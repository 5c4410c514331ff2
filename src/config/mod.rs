//! Configuration for the remote subsystem
//!
//! This module handles loading and validating the remote-port settings from
//! environment variables or a TOML file. The full application preference
//! store lives outside this crate; only the values the coordinator needs
//! cross this seam.

use anyhow::{bail, Context, Result};
use serde::{Deserialize, Serialize};
use std::path::Path;
use std::time::Duration;
use uuid::Uuid;

/// Default remote listener port
pub const DEFAULT_REMOTE_PORT: u16 = 8786;

/// Remote coordination settings
#[derive(Debug, Clone, Serialize, Deserialize)]
#[serde(default)]
pub struct RemoteConfig {
    /// Loopback TCP port for the listener and for probes
    pub port: u16,

    /// Whether single-instance coordination is enabled at all
    pub enabled: bool,

    /// Client-side probe timeout in milliseconds
    pub probe_timeout_ms: u64,

    /// Listener-side read deadline per connection in milliseconds
    pub read_timeout_ms: u64,

    /// Identifier this instance answers PING with
    pub instance_id: String,
}

impl Default for RemoteConfig {
    fn default() -> Self {
        Self {
            port: DEFAULT_REMOTE_PORT,
            enabled: true,
            probe_timeout_ms: 1000,
            read_timeout_ms: 2000,
            instance_id: Uuid::new_v4().to_string(),
        }
    }
}

/// Top-level config file layout: a `[remote]` table
#[derive(Debug, Default, Deserialize)]
struct ConfigFile {
    #[serde(default)]
    remote: RemoteConfig,
}

impl RemoteConfig {
    /// Load configuration from `REFBASE_*` environment variables, falling
    /// back to defaults for anything unset
    pub fn from_env() -> Result<Self> {
        let mut config = Self::default();

        if let Some(port) = std::env::var("REFBASE_REMOTE_PORT")
            .ok()
            .and_then(|v| v.parse::<u16>().ok())
        {
            config.port = port;
        }

        if let Some(enabled) = std::env::var("REFBASE_REMOTE_ENABLED")
            .ok()
            .and_then(|v| v.parse::<bool>().ok())
        {
            config.enabled = enabled;
        }

        if let Some(timeout) = std::env::var("REFBASE_PROBE_TIMEOUT_MS")
            .ok()
            .and_then(|v| v.parse::<u64>().ok())
        {
            config.probe_timeout_ms = timeout;
        }

        if let Some(timeout) = std::env::var("REFBASE_READ_TIMEOUT_MS")
            .ok()
            .and_then(|v| v.parse::<u64>().ok())
        {
            config.read_timeout_ms = timeout;
        }

        if let Ok(id) = std::env::var("REFBASE_INSTANCE_ID") {
            config.instance_id = id;
        }

        config.validate()?;
        Ok(config)
    }

    /// Load configuration from a TOML file with a `[remote]` table
    pub fn from_file(path: &Path) -> Result<Self> {
        let content = std::fs::read_to_string(path)
            .with_context(|| format!("failed to read config file {}", path.display()))?;
        let file: ConfigFile = toml::from_str(&content)
            .with_context(|| format!("failed to parse config file {}", path.display()))?;

        let config = file.remote;
        config.validate()?;
        Ok(config)
    }

    /// Validate settings the rest of the subsystem relies on
    pub fn validate(&self) -> Result<()> {
        if self.port == 0 {
            bail!("remote port must be non-zero");
        }
        if self.probe_timeout_ms == 0 {
            bail!("probe timeout must be non-zero");
        }
        if self.read_timeout_ms == 0 {
            bail!("read timeout must be non-zero");
        }
        if self.instance_id.is_empty() {
            bail!("instance id must not be empty");
        }
        Ok(())
    }

    /// Probe timeout as a [`Duration`]
    pub fn probe_timeout(&self) -> Duration {
        Duration::from_millis(self.probe_timeout_ms)
    }

    /// Per-connection read deadline as a [`Duration`]
    pub fn read_timeout(&self) -> Duration {
        Duration::from_millis(self.read_timeout_ms)
    }
}

#[cfg(test)]
mod tests {
    use super::*;

    #[test]
    fn test_defaults() {
        let config = RemoteConfig::default();
        assert_eq!(config.port, DEFAULT_REMOTE_PORT);
        assert!(config.enabled);
        assert_eq!(config.probe_timeout(), Duration::from_millis(1000));
        assert_eq!(config.read_timeout(), Duration::from_millis(2000));
        assert!(!config.instance_id.is_empty());
        config.validate().unwrap();
    }

    #[test]
    fn test_instance_ids_are_unique_per_process_default() {
        let a = RemoteConfig::default();
        let b = RemoteConfig::default();
        assert_ne!(a.instance_id, b.instance_id);
    }

    #[test]
    fn test_validate_rejects_zero_port() {
        let config = RemoteConfig {
            port: 0,
            ..RemoteConfig::default()
        };
        assert!(config.validate().is_err());
    }

    #[test]
    fn test_validate_rejects_empty_instance_id() {
        let config = RemoteConfig {
            instance_id: String::new(),
            ..RemoteConfig::default()
        };
        assert!(config.validate().is_err());
    }

    #[test]
    fn test_parse_toml_table() {
        let file: ConfigFile = toml::from_str(
            r#"
            [remote]
            port = 9000
            enabled = false
            probe_timeout_ms = 250
            "#,
        )
        .unwrap();

        assert_eq!(file.remote.port, 9000);
        assert!(!file.remote.enabled);
        assert_eq!(file.remote.probe_timeout_ms, 250);
        // unset fields keep their defaults
        assert_eq!(file.remote.read_timeout_ms, 2000);
    }
}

WHAT YOU SHOULD DO:
Your answer should consist only of the lines from the one that holds "keep their defaults" to the end of the entries above, both ends included, each repeated exactly.

REPLY TO THE EXERCISE:
        // unset fields keep their defaults
        assert_eq!(file.remote.read_timeout_ms, 2000);
    }
}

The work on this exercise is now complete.